=== Begin Enclosure ===
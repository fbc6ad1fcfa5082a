//! mdefaults - sync macOS defaults with a plain-text file

use std::process::ExitCode;

fn main() -> ExitCode {
    if let Err(e) = mdefaults::cli::run() {
        eprintln!("Error: {:#}", e);
        ExitCode::FAILURE
    } else {
        ExitCode::SUCCESS
    }
}
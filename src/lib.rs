//! Gatepost - the authentication and authorization core of a blogging
//! backend
//!
//! This library proves credentials against a stored identity, issues and
//! verifies signed bearer tokens, and decides access for protected
//! operations from role membership and resource ownership. Persistence
//! and HTTP transport are external collaborators.

pub mod auth;
pub mod config;
pub mod constants;
pub mod error;
pub mod handlers;
pub mod storage;

// Re-export main components
pub use config::AuthConfig;
pub use constants::*;
pub use error::{GatepostError, Result};
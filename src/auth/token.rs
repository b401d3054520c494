//! Signed bearer token issuance and verification

use std::fmt;
use std::time::{Duration, SystemTime, UNIX_EPOCH};

use jsonwebtoken::errors::ErrorKind;
use jsonwebtoken::{decode, encode, DecodingKey, EncodingKey, Header, Validation};
use serde::{Deserialize, Serialize};

use crate::auth::identity::{LoggedIdentity, Role};
use crate::config::AuthConfig;
use crate::constants::BEARER_PREFIX;
use crate::error::{GatepostError, Result};

/// Why a token was rejected.
///
/// Callers outside the auth core never see these; the gate collapses them
/// into a single `Unauthenticated` signal.
#[derive(Debug, Clone, Copy, PartialEq, Eq)]
pub enum TokenError {
    InvalidSignature,
    Expired,
    Malformed,
}

impl fmt::Display for TokenError {
    fn fmt(&self, f: &mut fmt::Formatter<'_>) -> fmt::Result {
        match self {
            Self::InvalidSignature => write!(f, "token signature is invalid"),
            Self::Expired => write!(f, "token has expired"),
            Self::Malformed => write!(f, "token is malformed"),
        }
    }
}

/// JWT claims structure
#[derive(Debug, Serialize, Deserialize)]
pub struct Claims {
    /// Username of the authenticated identity
    pub username: String,
    /// Role at the time of issue
    pub role: Role,
    /// Issued at (UTC timestamp)
    pub iat: usize,
    /// Expiration time (UTC timestamp)
    pub exp: usize,
}

impl Claims {
    /// Creates claims for an authenticated identity
    pub fn new(identity: &LoggedIdentity, lifetime: Duration) -> Self {
        let now = SystemTime::now()
            .duration_since(UNIX_EPOCH)
            .expect("Time went backwards")
            .as_secs() as usize;

        Self {
            username: identity.username.clone(),
            role: identity.role,
            iat: now,
            exp: now + lifetime.as_secs() as usize,
        }
    }
}

/// Issues and verifies signed tokens.
///
/// Tokens are self-contained: validity is decided purely by signature and
/// expiry, with no server-side record. An issued token therefore stays
/// valid for its full lifetime even if the underlying account is modified
/// or deleted in the meantime. That is a deliberate statelessness
/// trade-off, not something this service tries to patch over.
pub struct TokenService {
    encoding_key: EncodingKey,
    decoding_key: DecodingKey,
    validation: Validation,
    lifetime: Duration,
}

impl TokenService {
    /// Creates a token service with an explicit secret and lifetime
    pub fn new(secret: &str, lifetime: Duration) -> Self {
        let mut validation = Validation::default();
        // No grace period: expired means expired.
        validation.leeway = 0;
        Self {
            encoding_key: EncodingKey::from_secret(secret.as_bytes()),
            decoding_key: DecodingKey::from_secret(secret.as_bytes()),
            validation,
            lifetime,
        }
    }

    /// Creates a token service from loaded configuration
    pub fn from_config(config: &AuthConfig) -> Self {
        Self::new(&config.jwt_secret, config.token_lifetime)
    }

    /// Issues a signed token for an authenticated identity
    pub fn issue(&self, identity: &LoggedIdentity) -> Result<String> {
        let claims = Claims::new(identity, self.lifetime);
        self.sign(&claims)
    }

    /// Signs an explicit claims value
    pub fn sign(&self, claims: &Claims) -> Result<String> {
        encode(&Header::default(), claims, &self.encoding_key).map_err(|e| {
            log::error!("Token signing failed: {}", e);
            GatepostError::ConfigError(format!("Failed to sign token: {}", e))
        })
    }

    /// Verifies a token and returns the identity it asserts.
    ///
    /// The embedded username and role are returned verbatim; the store is
    /// not consulted again.
    pub fn verify(&self, token: &str) -> std::result::Result<LoggedIdentity, TokenError> {
        let data = decode::<Claims>(token, &self.decoding_key, &self.validation).map_err(
            |e| match e.kind() {
                ErrorKind::ExpiredSignature => TokenError::Expired,
                ErrorKind::InvalidSignature => TokenError::InvalidSignature,
                _ => TokenError::Malformed,
            },
        )?;

        Ok(LoggedIdentity {
            username: data.claims.username,
            role: data.claims.role,
        })
    }
}

/// Extracts a bearer token from an Authorization header value
pub fn extract_bearer_token(auth_header: &str) -> Option<&str> {
    auth_header.strip_prefix(BEARER_PREFIX).filter(|t| !t.is_empty())
}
=== End Enclosure ===
◆ AIM OF THE TASK:
Return nothing but the lines from the first line of the listing through the line with "use jsonwebtoken::errors::ErrorKind;", please, keeping every one of them unchanged.

◆ EXERCISE ANSWER:
repository fbc6ad1fcfa5082a
//! mdefaults - sync macOS defaults with a plain-text file

use std::process::ExitCode;

fn main() -> ExitCode {
    if let Err(e) = mdefaults::cli::run() {
        eprintln!("Error: {:#}", e);
        ExitCode::FAILURE
    } else {
        ExitCode::SUCCESS
    }
}
filename src/lib.rs
//! Gatepost - the authentication and authorization core of a blogging
//! backend
//!
//! This library proves credentials against a stored identity, issues and
//! verifies signed bearer tokens, and decides access for protected
//! operations from role membership and resource ownership. Persistence
//! and HTTP transport are external collaborators.

pub mod auth;
pub mod config;
pub mod constants;
pub mod error;
pub mod handlers;
pub mod storage;

// Re-export main components
pub use config::AuthConfig;
pub use constants::*;
pub use error::{GatepostError, Result};
filename src/auth/token.rs
repository b401d3054520c494
//! Signed bearer token issuance and verification

use std::fmt;
use std::time::{Duration, SystemTime, UNIX_EPOCH};

use jsonwebtoken::errors::ErrorKind;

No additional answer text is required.